■ Task description: Working from the entries below, give again each line from the first through the one containing "const PIXEL_MAX: f64 = 255.0;", exactly and with nothing else.
-- Opening Marker --
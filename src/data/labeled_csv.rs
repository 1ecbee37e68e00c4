//! Loader for label-first CSV datasets such as the MNIST CSV export.
//!
//! Format:
//! - no header row
//! - column 0 is an integer class label in `0..n_classes`
//! - the remaining columns are pixel intensities in `0..=255`
//!
//! Features are divided by 255 and labels are one-hot encoded.

use std::io::Read;
use std::path::Path;

use tracing::info;

use crate::data::dataset::{one_hot, Dataset};
use crate::error::{ensure_len, NnError, Result};

const PIXEL_MAX: f64 = 255.0;

pub fn load_labeled_csv<P: AsRef<Path>>(path: P, n_classes: usize) -> Result<Dataset> {
    let path = path.as_ref();
    let file = std::fs::File::open(path)?;
    let dataset = read_labeled_csv(std::io::BufReader::new(file), n_classes)?;
    info!(path = %path.display(), samples = dataset.len(), "loaded dataset");
    Ok(dataset)
}

pub fn read_labeled_csv<R: Read>(reader: R, n_classes: usize) -> Result<Dataset> {
    let mut rdr = csv::ReaderBuilder::new()
        .has_headers(false)
        .flexible(true)
        .trim(csv::Trim::All)
        .from_reader(reader);

    let mut dataset = Dataset::default();
    let mut width: Option<usize> = None;

    for (row_idx, record) in rdr.records().enumerate() {
        let record = record?;
        let row = row_idx + 1;
        if record.iter().all(str::is_empty) {
            continue;
        }

        let label_cell = record.get(0).unwrap_or_default();
        let target = label_cell.parse::<usize>().ok()
            .and_then(|label| one_hot(label, n_classes))
            .ok_or_else(|| NnError::InvalidLabel {
                row,
                label: label_cell.to_string(),
                classes: n_classes,
            })?;

        let features = record.iter()
            .enumerate()
            .skip(1)
            .map(|(column, cell)| {
                cell.parse::<f64>()
                    .map(|v| v / PIXEL_MAX)
                    .map_err(|_| NnError::Parse { row, column, value: cell.to_string() })
            })
            .collect::<Result<Vec<f64>>>()?;

        match width {
            Some(w) => ensure_len("CSV row width", w, features.len())?,
            None => width = Some(features.len()),
        }

        dataset.inputs.push(features);
        dataset.targets.push(target);
    }

    Ok(dataset)
}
-- Closing Marker --
■ Task response:
filename src/data/labeled_csv.rs
repository 1ecbee37e68e00c4
//! Loader for label-first CSV datasets such as the MNIST CSV export.
//!
//! Format:
//! - no header row
//! - column 0 is an integer class label in `0..n_classes`
//! - the remaining columns are pixel intensities in `0..=255`
//!
//! Features are divided by 255 and labels are one-hot encoded.

use std::io::Read;
use std::path::Path;

use tracing::info;

use crate::data::dataset::{one_hot, Dataset};
use crate::error::{ensure_len, NnError, Result};

const PIXEL_MAX: f64 = 255.0;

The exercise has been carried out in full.